Minimum standards for precertification or preauthorization reviews as to disability coverage
Arkansas Code § 23-61-108; Arkansas Code § 23-66-207; Arkansas Code § 23-76-125
(a)
- (1) The purpose of this section is to define certain minimum standards for insurers utilizing precertification or preauthorization reviews to ensure that such cost-containment procedures of disability insurers and healthcare plans are reasonable and do not unduly delay, interfere with, or impede the authorized practice of medicine and delivery of reasonable medical care.
- (2) For purposes of this rule, acts of the claims administrator in performing precertification reviews shall be deemed to be acts of the insurer.

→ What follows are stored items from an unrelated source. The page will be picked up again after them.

//! Transactional precondition checks and constraint translation.
//!
//! The application-level checks give a fast path with a precise error; the
//! store's own UNIQUE/FK constraints stay the final authority when two
//! workers race past the same check. Whichever side reports the violation,
//! callers see the same typed error; a raw database error never leaks.

use sea_orm::{ColumnTrait, ConnectionTrait, DbErr, EntityTrait, QueryFilter, SqlErr};

use byline_core::error::RepoError;

use super::entity::author;

/// Succeeds when no author currently holds `email`.
///
/// Generic over the connection so the check runs against the same open
/// transaction as the insert it protects.
pub(crate) async fn email_unused<C>(conn: &C, email: &str) -> Result<(), RepoError>
where
    C: ConnectionTrait,
{
    let existing = author::Entity::find()
        .filter(author::Column::Email.eq(email))
        .one(conn)
        .await
        .map_err(map_db_err)?;

    match existing {
        Some(_) => Err(RepoError::DuplicateEmail(email.to_string())),
        None => Ok(()),
    }
}

/// Succeeds when `author_id` resolves to an existing author.
pub(crate) async fn author_exists<C>(conn: &C, author_id: i32) -> Result<(), RepoError>
where
    C: ConnectionTrait,
{
    let found = author::Entity::find_by_id(author_id)
        .one(conn)
        .await
        .map_err(map_db_err)?;

    match found {
        Some(_) => Ok(()),
        None => Err(RepoError::InvalidReference(author_id)),
    }
}

/// The two constraint families the schema declares.
#[derive(Debug, Clone, Copy, PartialEq, Eq)]
pub(crate) enum ConstraintKind {
    Unique,
    ForeignKey,
}

/// Classify a database error as a constraint violation, if it is one.
///
/// `DbErr::sql_err()` covers the live Postgres path; the message sniff
/// covers backends and test doubles that only carry text.
pub(crate) fn constraint_kind(err: &DbErr) -> Option<ConstraintKind> {
    match err.sql_err() {
        Some(SqlErr::UniqueConstraintViolation(_)) => return Some(ConstraintKind::Unique),
        Some(SqlErr::ForeignKeyConstraintViolation(_)) => return Some(ConstraintKind::ForeignKey),
        _ => {}
    }

    let msg = err.to_string().to_ascii_lowercase();
    if msg.contains("foreign key") {
        Some(ConstraintKind::ForeignKey)
    } else if msg.contains("unique") || msg.contains("duplicate") {
        Some(ConstraintKind::Unique)
    } else {
        None
    }
}

/// Map an untranslated database error onto the store-failure taxonomy.
pub(crate) fn map_db_err(err: DbErr) -> RepoError {
    match err {
        DbErr::Conn(e) => RepoError::Connection(e.to_string()),
        DbErr::ConnectionAcquire(e) => RepoError::Connection(e.to_string()),
        other => RepoError::Query(other.to_string()),
    }
}

/// Translate a write error on the authors table. A duplicate-email race
/// lost at commit time surfaces here as a unique violation.
pub(crate) fn translate_author_write(err: DbErr, email: &str) -> RepoError {
    match constraint_kind(&err) {
        Some(ConstraintKind::Unique) => RepoError::DuplicateEmail(email.to_string()),
        _ => map_db_err(err),
    }
}

/// Translate a write error on the posts table. An author deleted between
/// the existence check and commit surfaces here as an FK violation.
pub(crate) fn translate_post_write(err: DbErr, author_id: i32) -> RepoError {
    match constraint_kind(&err) {
        Some(ConstraintKind::ForeignKey) => RepoError::InvalidReference(author_id),
        _ => map_db_err(err),
    }
}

(b) From and after one hundred eighty (180) days from the effective date of this rule, insurers utilizing such reviews shall establish reasonable procedures to:
- (1) Ensure that precertification reviews are completed in a prompt and timely manner;
- (2) Avoid excessive, repetitious, and duplicative requests for information to claimants and their healthcare providers;
- (3) Provide for reconsideration or medical reviews following disapproval or denial of precertification requests of insureds and claimants; and
- (4) Provide for prompt peer medical review following disapproval or denial of precertification requests of insureds or claimants as to medically-necessary and/or life-threatening major surgical procedures.